For classification, the CART algorithm splits the data set in two subsets using a single feature \( k \) and a threshold \( t_k \). This could be for example a threshold set by a number below a certain circumference of a malign tumor.

How do we find these two quantities? We search for the pair \( (k,t_k) \) that produces the purest subset using for example the gini factor \( G \).

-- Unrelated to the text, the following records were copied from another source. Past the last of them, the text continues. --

use chrono::{DateTime, Utc};
use lazy_static::lazy_static;
use serde::{Deserialize, Serialize};
use sqlx::FromRow;
use uuid::Uuid;
use validator::Validate;

lazy_static! {
    static ref COLOR_REGEX: regex::Regex = regex::Regex::new(r"^#[0-9a-fA-F]{6}$").unwrap();
}

/// A user-owned label, attached to tasks through the `task_tags` join table.
#[derive(Debug, Serialize, Deserialize, FromRow)]
pub struct Tag {
    pub id: Uuid,
    pub user_id: Uuid,
    pub name: String,
    pub color: String,
    pub created_at: DateTime<Utc>,
    pub updated_at: DateTime<Utc>,
}

impl Tag {
    pub fn new(input: TagInput, user_id: Uuid) -> Self {
        let now = Utc::now();
        Self {
            id: Uuid::new_v4(),
            user_id,
            name: input.name,
            color: input.color,
            created_at: now,
            updated_at: now,
        }
    }
}

#[derive(Debug, Serialize, Deserialize, Validate)]
pub struct TagInput {
    #[validate(length(min = 1, max = 50))]
    pub name: String,
    #[validate(regex(path = "COLOR_REGEX", message = "Color must be in #RRGGBB form"))]
    pub color: String,
}

#[derive(Debug, Serialize, Deserialize, Validate, Default)]
pub struct TagPatch {
    #[validate(length(min = 1, max = 50))]
    pub name: Option<String>,
    #[validate(regex(path = "COLOR_REGEX", message = "Color must be in #RRGGBB form"))]
    pub color: Option<String>,
}

#[cfg(test)]
mod tests {
    use super::*;

    #[test]
    fn test_tag_input_validation() {
        let valid = TagInput {
            name: "errands".to_string(),
            color: "#00ff00".to_string(),
        };
        assert!(valid.validate().is_ok());

        let bad_color = TagInput {
            name: "errands".to_string(),
            color: "#00ff0".to_string(),
        };
        assert!(bad_color.validate().is_err());

        let long_name = TagInput {
            name: "x".repeat(51),
            color: "#00ff00".to_string(),
        };
        assert!(long_name.validate().is_err());
    }
}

The cost function it tries to minimize is then

$$ C(k,t_k) = \frac{m_{\mathrm{left}}}{m}G_{\mathrm{left}}+ \frac{m_{\mathrm{right}}}{m}G_{\mathrm{right}}, $$

where \( G_{\mathrm{left/right}} \) measures the impurity of the left/right subset and \( m_{\mathrm{left/right}} \) is the number of instances in the left/right subset

Once it has successfully split the training set in two, it splits the subsets using the same logic, then the subsubsets and so on, recursively. It stops recursing once it reaches the maximum depth (defined by the \( max\_depth \) hyperparameter), or if it cannot find a split that will reduce impurity. A few other hyperparameters control additional stopping conditions such as the \( min\_samples\_split \), \( min\_samples\_leaf \), \( min\_weight\_fraction\_leaf \), and \( max\_leaf\_nodes \).